Was ist Tachomanipulation?
Tachomanipulation bezeichnet die absichtliche Veränderung des Kilometerstands eines Fahrzeugs. Dies geschieht häufig, um den Wert des Autos zu steigern oder um den Anschein eines geringeren Verschleißes zu erwecken.
Risiken für Autofahrer
Eine manipulierte Tachonadel kann für Käufer zu erheblichen finanziellen Verlusten führen. Zudem kann es zu rechtlichen Konsequenzen für den Verkäufer kommen, da Tachomanipulation als Betrug gilt. Es ist wichtig, beim Kauf eines Gebrauchtwagens auf Anzeichen von Manipulation zu achten.
Rechtliche Aspekte
In Deutschland ist Tachomanipulation strafbar. Käufer haben das Recht, bei nachgewiesener Manipulation Schadensersatz zu fordern. Zudem kann die Hauptuntersuchung (HU) durch den TÜV zusätzliche Informationen über den tatsächlichen Zustand des Fahrzeugs liefern.
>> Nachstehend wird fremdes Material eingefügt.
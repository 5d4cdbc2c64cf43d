use std::env;

use tracing::warn;

use crate::market::CorrectScorePick;
use crate::odds::ValueRule;
use crate::outcome::DEFAULT_GOAL_LINE;

const DEFAULT_MAX_GOALS: u32 = 10;
const MAX_MAX_GOALS: u32 = 50;
const MAX_GOAL_LINE: f64 = 20.0;
const DEFAULT_DISPLAY_GOALS: u32 = 4;
const DEFAULT_CS_BAND_MIN_PP: f64 = 2.0;
const DEFAULT_CS_BAND_MAX_PP: f64 = 5.0;

#[derive(Debug, Clone, PartialEq)]
pub struct EngineConfig {
    /// Per-side cut for goal distributions.
    pub max_goals: u32,
    pub goal_line: f64,
    pub value_rule: ValueRule,
    pub correct_score: CorrectScorePick,
    /// Per-side size of the correct-score table in a prediction.
    pub display_goals: u32,
}

impl Default for EngineConfig {
    fn default() -> Self {
        Self {
            max_goals: DEFAULT_MAX_GOALS,
            goal_line: DEFAULT_GOAL_LINE,
            value_rule: ValueRule::STRICT,
            correct_score: CorrectScorePick::default(),
            display_goals: DEFAULT_DISPLAY_GOALS,
        }
    }
}

impl EngineConfig {
    /// Reads `SCORELINE_*` variables; anything missing or unparseable keeps its default.
    ///
    /// | Variable | Effect |
    /// |---|---|
    /// | `SCORELINE_MAX_GOALS` | per-side grid cut, capped at 50 |
    /// | `SCORELINE_GOAL_LINE` | over/under line, clamped to `0..=20` |
    /// | `SCORELINE_VALUE_THRESHOLD` | value rule threshold, within `[-1, 1]` |
    /// | `SCORELINE_CS_BAND_MIN` / `_MAX` | correct-score band in pp; ignored when inverted |
    /// | `SCORELINE_CS_CANDIDATES` | comma-separated `H:A` list for the correct-score pick |
    /// | `SCORELINE_DISPLAY_GOALS` | per-side size of the correct-score table |
    pub fn from_env() -> Self {
        Self::from_lookup(|key| env::var(key).ok())
    }

    /// Same as [`EngineConfig::from_env`], reading values through `lookup`.
    pub fn from_lookup(lookup: impl Fn(&str) -> Option<String>) -> Self {
        let parse_f64 = |key: &str| parse::<f64>(&lookup, key).filter(|v| v.is_finite());
        let mut cfg = Self::default();

        if let Some(v) = parse::<u32>(&lookup, "SCORELINE_MAX_GOALS") {
            cfg.max_goals = v.min(MAX_MAX_GOALS);
        }
        if let Some(v) = parse_f64("SCORELINE_GOAL_LINE") {
            cfg.goal_line = v.clamp(0.0, MAX_GOAL_LINE);
        }
        let threshold = parse_f64("SCORELINE_VALUE_THRESHOLD");
        if let Some(rule) = threshold.and_then(|v| ValueRule::new(v).ok()) {
            cfg.value_rule = rule;
        }

        let lo = parse_f64("SCORELINE_CS_BAND_MIN").unwrap_or(DEFAULT_CS_BAND_MIN_PP);
        let hi = parse_f64("SCORELINE_CS_BAND_MAX").unwrap_or(DEFAULT_CS_BAND_MAX_PP);
        if lo <= hi {
            cfg.correct_score.band_pp = lo..=hi;
        } else {
            warn!(min = lo, max = hi, "inverted correct-score band ignored");
        }
        if let Some(raw) = lookup("SCORELINE_CS_CANDIDATES") {
            match CorrectScorePick::parse_candidates(&raw) {
                Ok(candidates) => cfg.correct_score.candidates = candidates,
                Err(err) => warn!(error = %err, "SCORELINE_CS_CANDIDATES ignored"),
            }
        }

        if let Some(v) = parse::<u32>(&lookup, "SCORELINE_DISPLAY_GOALS") {
            cfg.display_goals = v;
        }
        cfg.display_goals = cfg.display_goals.min(cfg.max_goals);
        cfg
    }

    pub fn with_max_goals(mut self, max_goals: u32) -> Self {
        self.max_goals = max_goals.min(MAX_MAX_GOALS);
        self.display_goals = self.display_goals.min(self.max_goals);
        self
    }
}

fn parse<T: std::str::FromStr>(lookup: &impl Fn(&str) -> Option<String>, key: &str) -> Option<T> {
    lookup(key).and_then(|v| v.trim().parse::<T>().ok())
}
use std::fmt;
use std::str::FromStr;

use serde::{Deserialize, Deserializer, Serialize, Serializer};

use crate::distribution::{GoalDistribution, probability_sum};
use crate::error::{EngineError, Result, ensure_probability};

/// A final score, home goals first. Serialized as `"H:A"` so it can key JSON maps.
#[derive(Debug, Clone, Copy, PartialEq, Eq, Hash, PartialOrd, Ord)]
pub struct Scoreline {
    pub home: u32,
    pub away: u32,
}

impl Scoreline {
    pub fn new(home: u32, away: u32) -> Self {
        Self { home, away }
    }

    pub fn total_goals(&self) -> u32 {
        self.home + self.away
    }
}

impl fmt::Display for Scoreline {
    fn fmt(&self, f: &mut fmt::Formatter<'_>) -> fmt::Result {
        write!(f, "{}:{}", self.home, self.away)
    }
}

impl FromStr for Scoreline {
    type Err = EngineError;

    /// Accepts `2:1` or `2-1`.
    fn from_str(s: &str) -> Result<Self> {
        let s = s.trim();
        let Some((h, a)) = s.split_once(':').or_else(|| s.split_once('-')) else {
            return Err(EngineError::invalid("scoreline", format!("expected H:A, got {s:?}")));
        };
        let parse = |raw: &str| {
            raw.trim()
                .parse::<u32>()
                .map_err(|_| EngineError::invalid("scoreline", format!("bad goal count in {s:?}")))
        };
        Ok(Self::new(parse(h)?, parse(a)?))
    }
}

impl Serialize for Scoreline {
    fn serialize<S: Serializer>(&self, serializer: S) -> std::result::Result<S::Ok, S::Error> {
        serializer.collect_str(self)
    }
}

impl<'de> Deserialize<'de> for Scoreline {
    fn deserialize<D: Deserializer<'de>>(deserializer: D) -> std::result::Result<Self, D::Error> {
        let raw = String::deserialize(deserializer)?;
        raw.parse().map_err(serde::de::Error::custom)
    }
}

/// One enumerated grid cell.
#[derive(Debug, Clone, Copy, PartialEq, Serialize)]
pub struct ScorelineProb {
    pub score: Scoreline,
    pub probability: f64,
}

/// Joint scoreline probabilities, rows indexed by home goals.
///
/// Built from two independent distributions, so the grid total is the product of
/// the two truncated marginal sums rather than exactly 1.
#[derive(Debug, Clone, PartialEq)]
pub struct ScorelineGrid {
    rows: usize,
    cols: usize,
    cells: Vec<f64>,
}

impl ScorelineGrid {
    pub fn from_distributions(home: &GoalDistribution, away: &GoalDistribution) -> Self {
        let rows = home.len();
        let cols = away.len();
        let mut cells = Vec::with_capacity(rows * cols);
        for p_h in home.probabilities() {
            for p_a in away.probabilities() {
                cells.push(p_h * p_a);
            }
        }
        Self { rows, cols, cells }
    }

    /// Grid from a caller-supplied matrix. Rows must be non-empty and of equal
    /// length, and every cell a probability.
    pub fn from_rows(rows: &[Vec<f64>]) -> Result<Self> {
        let Some(first) = rows.first() else {
            return Err(EngineError::invalid("grid", "must have at least one row"));
        };
        let cols = first.len();
        if cols == 0 {
            return Err(EngineError::invalid("grid", "rows must not be empty"));
        }
        let mut cells = Vec::with_capacity(rows.len() * cols);
        for (i, row) in rows.iter().enumerate() {
            if row.len() != cols {
                return Err(EngineError::invalid(
                    "grid",
                    format!("row {i} has {} cells, expected {cols}", row.len()),
                ));
            }
            for &p in row {
                cells.push(ensure_probability("grid cell", p)?);
            }
        }
        Ok(Self {
            rows: rows.len(),
            cols,
            cells,
        })
    }

    /// Number of home goal rows (`home max_goals + 1`).
    pub fn home_len(&self) -> usize {
        self.rows
    }

    pub fn away_len(&self) -> usize {
        self.cols
    }

    pub fn get(&self, home: u32, away: u32) -> Option<f64> {
        let (h, a) = (home as usize, away as usize);
        if h >= self.rows || a >= self.cols {
            return None;
        }
        Some(self.cells[h * self.cols + a])
    }

    pub fn contains(&self, score: Scoreline) -> bool {
        (score.home as usize) < self.rows && (score.away as usize) < self.cols
    }

    /// Cells in ascending `(home, away)` order.
    pub fn iter(&self) -> impl Iterator<Item = ScorelineProb> + '_ {
        self.cells.iter().enumerate().map(|(idx, &probability)| ScorelineProb {
            score: Scoreline::new((idx / self.cols) as u32, (idx % self.cols) as u32),
            probability,
        })
    }

    pub fn rows(&self) -> Vec<Vec<f64>> {
        self.cells.chunks(self.cols).map(<[f64]>::to_vec).collect()
    }

    /// Sum of all cells, never above 1.
    pub fn total(&self) -> f64 {
        probability_sum(&self.cells)
    }

    /// Highest-probability scoreline; on ties, the first in enumeration order.
    pub fn most_likely(&self) -> ScorelineProb {
        let mut best = ScorelineProb {
            score: Scoreline::new(0, 0),
            probability: self.cells[0],
        };
        for cell in self.iter().skip(1) {
            if cell.probability > best.probability {
                best = cell;
            }
        }
        best
    }

    /// Cells sorted by descending probability, ties kept in enumeration order.
    pub fn top(&self, n: usize) -> Vec<ScorelineProb> {
        let mut cells: Vec<ScorelineProb> = self.iter().collect();
        cells.sort_by(|a, b| b.probability.total_cmp(&a.probability));
        cells.truncate(n);
        cells
    }
}
use anyhow::{Result, anyhow};
use tracing_subscriber::{EnvFilter, fmt};

/// Log level and output format. `RUST_LOG` overrides `level` when set.
#[derive(Debug, Clone)]
pub struct LoggingConfig {
    pub level: String,
    pub format: String,
}

impl Default for LoggingConfig {
    fn default() -> Self {
        Self {
            level: "warn".into(),
            format: "pretty".into(),
        }
    }
}

impl LoggingConfig {
    /// Installs the global subscriber. Logs go to stderr so stdout stays clean
    /// for `--json` output.
    pub fn init(&self) -> Result<()> {
        let filter =
            EnvFilter::try_from_default_env().or_else(|_| EnvFilter::try_new(&self.level))?;

        let res = match self.format.as_str() {
            "json" => fmt()
                .json()
                .with_env_filter(filter)
                .with_writer(std::io::stderr)
                .try_init(),
            _ => fmt()
                .with_env_filter(filter)
                .with_target(false)
                .with_writer(std::io::stderr)
                .try_init(),
        };
        res.map_err(|e| anyhow!("failed to install log subscriber: {e}"))
    }
}
use std::fs;
use std::path::PathBuf;

use anyhow::{Context, Result, anyhow};
use clap::{Args, Parser, Subcommand};
use tracing::{error, info};

use scoreline::grid::Scoreline;
use scoreline::logging::LoggingConfig;
use scoreline::market::{CorrectScorePick, MarketBook};
use scoreline::odds::{OddsQuote, ValueRule};
use scoreline::report::{render_grid, render_prediction};
use scoreline::{
    EngineConfig, GoalDistribution, MatchRequest, ScorelineGrid, predict, predict_batch,
};

/// Poisson scoreline probabilities and value checks against bookmaker odds.
#[derive(Parser, Debug)]
#[command(name = "scoreline", version, about, long_about = None)]
struct Cli {
    #[command(subcommand)]
    command: Command,

    /// Per-side goal cut for the scoreline grid [env: SCORELINE_MAX_GOALS]
    #[arg(long, global = true)]
    max_goals: Option<u32>,

    /// Over/under line [env: SCORELINE_GOAL_LINE]
    #[arg(long, global = true)]
    goal_line: Option<f64>,

    /// Flag value when (model - implied) probability exceeds this [env: SCORELINE_VALUE_THRESHOLD]
    #[arg(long, global = true, allow_hyphen_values = true)]
    value_threshold: Option<f64>,

    /// Scorelines eligible for the correct-score pick [env: SCORELINE_CS_CANDIDATES]
    #[arg(long, global = true, value_name = "H:A,...")]
    cs_candidates: Option<String>,

    #[arg(long, global = true, default_value = "warn")]
    log_level: String,

    /// `pretty` or `json`
    #[arg(long, global = true, default_value = "pretty")]
    log_format: String,
}

#[derive(Subcommand, Debug)]
enum Command {
    /// Predict one fixture from flags
    Predict(PredictArgs),
    /// Predict every fixture in a JSON array of requests
    Batch {
        file: PathBuf,
        #[arg(long)]
        json: bool,
    },
    /// Print the scoreline probability matrix
    Grid(RatesArgs),
}

#[derive(Args, Debug)]
struct RatesArgs {
    #[arg(long)]
    home_xg: f64,
    #[arg(long)]
    away_xg: f64,
}

#[derive(Args, Debug)]
struct PredictArgs {
    #[command(flatten)]
    rates: RatesArgs,
    #[arg(long, default_value = "Home")]
    home_team: String,
    #[arg(long, default_value = "Away")]
    away_team: String,
    #[arg(long)]
    odds_home: Option<f64>,
    #[arg(long)]
    odds_draw: Option<f64>,
    #[arg(long)]
    odds_away: Option<f64>,
    /// Price for over the goal line
    #[arg(long)]
    odds_over: Option<f64>,
    #[arg(long)]
    odds_btts: Option<f64>,
    /// Double chance home/draw
    #[arg(long)]
    odds_home_draw: Option<f64>,
    /// Correct-score price as H:A=ODDS, repeatable
    #[arg(long = "score-odds", value_parser = parse_score_odds)]
    score_odds: Vec<(Scoreline, f64)>,
    #[arg(long)]
    json: bool,
}

fn parse_score_odds(raw: &str) -> std::result::Result<(Scoreline, f64), String> {
    let (score, odds) = raw
        .split_once('=')
        .ok_or_else(|| format!("expected H:A=ODDS, got {raw:?}"))?;
    let score = score.parse::<Scoreline>().map_err(|e| e.to_string())?;
    let odds = odds
        .trim()
        .parse::<f64>()
        .map_err(|_| format!("bad odds in {raw:?}"))?;
    Ok((score, odds))
}

fn quote(odds: Option<f64>) -> Result<Option<OddsQuote>> {
    odds.map(OddsQuote::new).transpose().map_err(Into::into)
}

fn main() {
    let _ = dotenvy::from_filename(".env.local");
    let _ = dotenvy::from_filename(".env");

    let cli = Cli::parse();
    let logging = LoggingConfig {
        level: cli.log_level.clone(),
        format: cli.log_format.clone(),
    };
    if let Err(err) = logging.init() {
        eprintln!("error: {err:#}");
    }

    if let Err(err) = run(cli) {
        error!(error = %err, "command failed");
        eprintln!("error: {err:#}");
        std::process::exit(1);
    }
}

fn run(cli: Cli) -> Result<()> {
    let cfg = engine_config(&cli)?;
    info!(
        max_goals = cfg.max_goals,
        goal_line = cfg.goal_line,
        threshold = cfg.value_rule.threshold,
        cs_candidates = cfg.correct_score.candidates.len(),
        "engine configured"
    );

    match cli.command {
        Command::Predict(args) => {
            let mut odds = MarketBook {
                home: quote(args.odds_home).context("--odds-home")?,
                draw: quote(args.odds_draw).context("--odds-draw")?,
                away: quote(args.odds_away).context("--odds-away")?,
                over: quote(args.odds_over).context("--odds-over")?,
                btts_yes: quote(args.odds_btts).context("--odds-btts")?,
                home_or_draw: quote(args.odds_home_draw).context("--odds-home-draw")?,
                ..Default::default()
            };
            for (score, price) in args.score_odds {
                let q = OddsQuote::new(price).with_context(|| format!("--score-odds {score}"))?;
                odds.correct_score.insert(score, q);
            }
            let request = MatchRequest {
                home_team: args.home_team,
                away_team: args.away_team,
                home_xg: args.rates.home_xg,
                away_xg: args.rates.away_xg,
                odds,
            };
            let pred = predict(&request, &cfg)?;
            if args.json {
                println!("{}", serde_json::to_string_pretty(&pred)?);
            } else {
                print!("{}", render_prediction(&pred));
            }
        }
        Command::Batch { file, json } => {
            let raw = fs::read_to_string(&file)
                .with_context(|| format!("read {}", file.display()))?;
            let requests: Vec<MatchRequest> =
                serde_json::from_str(&raw).context("parse match requests")?;
            let results = predict_batch(&requests, &cfg);

            let mut failed = 0usize;
            let mut ok = Vec::with_capacity(results.len());
            for (idx, res) in results.into_iter().enumerate() {
                match res {
                    Ok(pred) => ok.push(pred),
                    Err(err) => {
                        failed += 1;
                        error!(index = idx, error = %err, "request rejected");
                        eprintln!("request {idx}: {err}");
                    }
                }
            }
            if json {
                println!("{}", serde_json::to_string_pretty(&ok)?);
            } else {
                for pred in &ok {
                    println!("{}", render_prediction(pred));
                }
            }
            if failed > 0 {
                return Err(anyhow!("{failed} of {} requests failed", requests.len()));
            }
        }
        Command::Grid(rates) => {
            let home = GoalDistribution::build(rates.home_xg, cfg.max_goals)?;
            let away = GoalDistribution::build(rates.away_xg, cfg.max_goals)?;
            let grid = ScorelineGrid::from_distributions(&home, &away);
            print!("{}", render_grid(&grid));
        }
    }
    Ok(())
}

fn engine_config(cli: &Cli) -> Result<EngineConfig> {
    let mut cfg = EngineConfig::from_env();
    if let Some(max_goals) = cli.max_goals {
        cfg = cfg.with_max_goals(max_goals);
    }
    if let Some(line) = cli.goal_line {
        if !line.is_finite() || line < 0.0 {
            return Err(anyhow!("--goal-line must be a non-negative number, got {line}"));
        }
        cfg.goal_line = line;
    }
    if let Some(threshold) = cli.value_threshold {
        cfg.value_rule = ValueRule::new(threshold).context("--value-threshold")?;
    }
    if let Some(raw) = &cli.cs_candidates {
        cfg.correct_score.candidates =
            CorrectScorePick::parse_candidates(raw).context("--cs-candidates")?;
    }
    Ok(cfg)
}
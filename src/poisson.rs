use crate::error::{EngineError, Result, ensure_non_negative};

/// Poisson probability mass `P(X = goal)` for a goal rate `mean`.
///
/// Evaluated as `exp(goal * ln(mean) - mean - ln(goal!))` so that goal counts far
/// beyond what a 64-bit factorial can hold stay finite. `goal == 0` reduces to
/// exactly `exp(-mean)`.
pub fn poisson_probability(mean: f64, goal: u32) -> Result<f64> {
    let mean = ensure_non_negative("mean", mean)?;

    if goal == 0 {
        return Ok((-mean).exp());
    }
    // ln(0) is -inf; a zero rate puts all mass on zero goals.
    if mean == 0.0 {
        return Ok(0.0);
    }

    let log_p = goal as f64 * mean.ln() - mean - ln_factorial(goal);
    let p = log_p.exp();
    if !p.is_finite() {
        return Err(EngineError::unstable(format!(
            "poisson pmf (mean={mean}, goal={goal})"
        )));
    }
    Ok(p.min(1.0))
}

/// `ln(n!)` as a running sum of logs.
pub(crate) fn ln_factorial(n: u32) -> f64 {
    (2..=n).map(|k| (k as f64).ln()).sum()
}
use std::fmt::Write;

use crate::grid::ScorelineGrid;
use crate::predict::Prediction;

fn pct(p: f64) -> String {
    format!("{:.2}%", p * 100.0)
}

pub fn render_prediction(pred: &Prediction) -> String {
    let mut out = String::new();
    let o = &pred.outcomes;

    let _ = writeln!(out, "Match: {} vs {}", pred.home_team, pred.away_team);
    let _ = writeln!(
        out,
        "Expected goals: {:.2} - {:.2}",
        pred.expected_goals.home, pred.expected_goals.away
    );
    let _ = writeln!(out);
    let _ = writeln!(out, "Home win: {}", pct(o.home_win));
    let _ = writeln!(out, "Draw:     {}", pct(o.draw));
    let _ = writeln!(out, "Away win: {}", pct(o.away_win));
    let _ = writeln!(out, "Over {}:  {}", o.goal_line, pct(o.over));
    let _ = writeln!(out, "Under {}: {}", o.goal_line, pct(o.under));
    let _ = writeln!(out, "BTTS yes: {}", pct(o.btts_yes));
    let _ = writeln!(
        out,
        "Most likely score: {} ({})",
        pred.most_likely.score,
        pct(pred.most_likely.probability)
    );
    if pred.truncation_error > 0.0 {
        let _ = writeln!(
            out,
            "Grid cut at {} goals drops {:.4}% of mass",
            pred.max_goals,
            pred.truncation_error * 100.0
        );
    }

    let _ = writeln!(out);
    let _ = writeln!(out, "Correct scores:");
    for cell in &pred.correct_scores {
        let _ = writeln!(out, "  {}  {}", cell.score, pct(cell.probability));
    }

    if pred.has_odds() {
        let v = &pred.value;
        let _ = writeln!(out);
        let _ = writeln!(
            out,
            "Value analysis (value when margin > {:.2}pp):",
            v.rule.threshold * 100.0
        );
        for sel in &v.selections {
            let flag = if sel.is_value { "  VALUE" } else { "" };
            let _ = writeln!(
                out,
                "  {:<14} {:<10} @ {:>6.2}  model {:>7}  implied {:>7}  margin {:+.2}pp{}",
                sel.market.to_string(),
                sel.selection,
                sel.odds,
                pct(sel.margin.predicted),
                pct(sel.margin.implied),
                sel.margin.percentage_points(),
                flag
            );
        }
        if let Some([h, d, a]) = v.fair_1x2 {
            let _ = writeln!(
                out,
                "  Bookmaker fair 1X2: {} / {} / {}",
                pct(h),
                pct(d),
                pct(a)
            );
        }
        if let Some(best) = &v.best_correct_score {
            let _ = writeln!(
                out,
                "  Best correct score: {} with margin {:+.2}pp",
                best.selection,
                best.margin.percentage_points()
            );
        }
    }

    out
}

/// Matrix view, home goals down the side and away goals across.
pub fn render_grid(grid: &ScorelineGrid) -> String {
    let mut out = String::new();
    let _ = write!(out, "{:>5}", "H\\A");
    for a in 0..grid.away_len() {
        let _ = write!(out, "{a:>8}");
    }
    let _ = writeln!(out);
    for (h, row) in grid.rows().iter().enumerate() {
        let _ = write!(out, "{h:>5}");
        for p in row {
            let _ = write!(out, "{:>8.2}", p * 100.0);
        }
        let _ = writeln!(out);
    }
    out
}

#[cfg(test)]
mod tests {
    use super::*;
    use crate::config::EngineConfig;
    use crate::market::MarketBook;
    use crate::odds::OddsQuote;
    use crate::predict::{MatchRequest, predict};

    #[test]
    fn text_report_lists_markets_and_value_flags() {
        let req = MatchRequest {
            home_team: "Team A".to_string(),
            away_team: "Team B".to_string(),
            home_xg: 1.21,
            away_xg: 1.64,
            odds: MarketBook {
                away: Some(OddsQuote::new(7.0).unwrap()),
                ..Default::default()
            },
        };
        let pred = predict(&req, &EngineConfig::default()).unwrap();
        let text = render_prediction(&pred);
        assert!(text.starts_with("Match: Team A vs Team B"));
        assert!(text.contains("Most likely score: 1:1"));
        assert!(text.contains("VALUE"));
        assert!(!text.contains("Bookmaker fair 1X2"));
    }

    #[test]
    fn grid_has_header_and_one_line_per_row() {
        let grid = ScorelineGrid::from_rows(&[vec![0.5, 0.1], vec![0.2, 0.2]]).unwrap();
        let text = render_grid(&grid);
        assert_eq!(text.lines().count(), 3);
        assert!(text.lines().nth(1).unwrap().contains("50.00"));
    }
}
Eine Hauptuntersuchung (HU/TÜV): Checkliste für die erste Durchfahrt kann hier hilfreich sein.
Prävention
Um sich vor Tachomanipulation zu schützen, sollten Sie beim Fahrzeugkauf auf die vollständige Historie des Autos achten. Eine regelmäßige Inspektion nach Herstellervorgaben: Was geprüft wird und warum sie sich rechnet kann ebenfalls helfen, mögliche Manipulationen frühzeitig zu erkennen.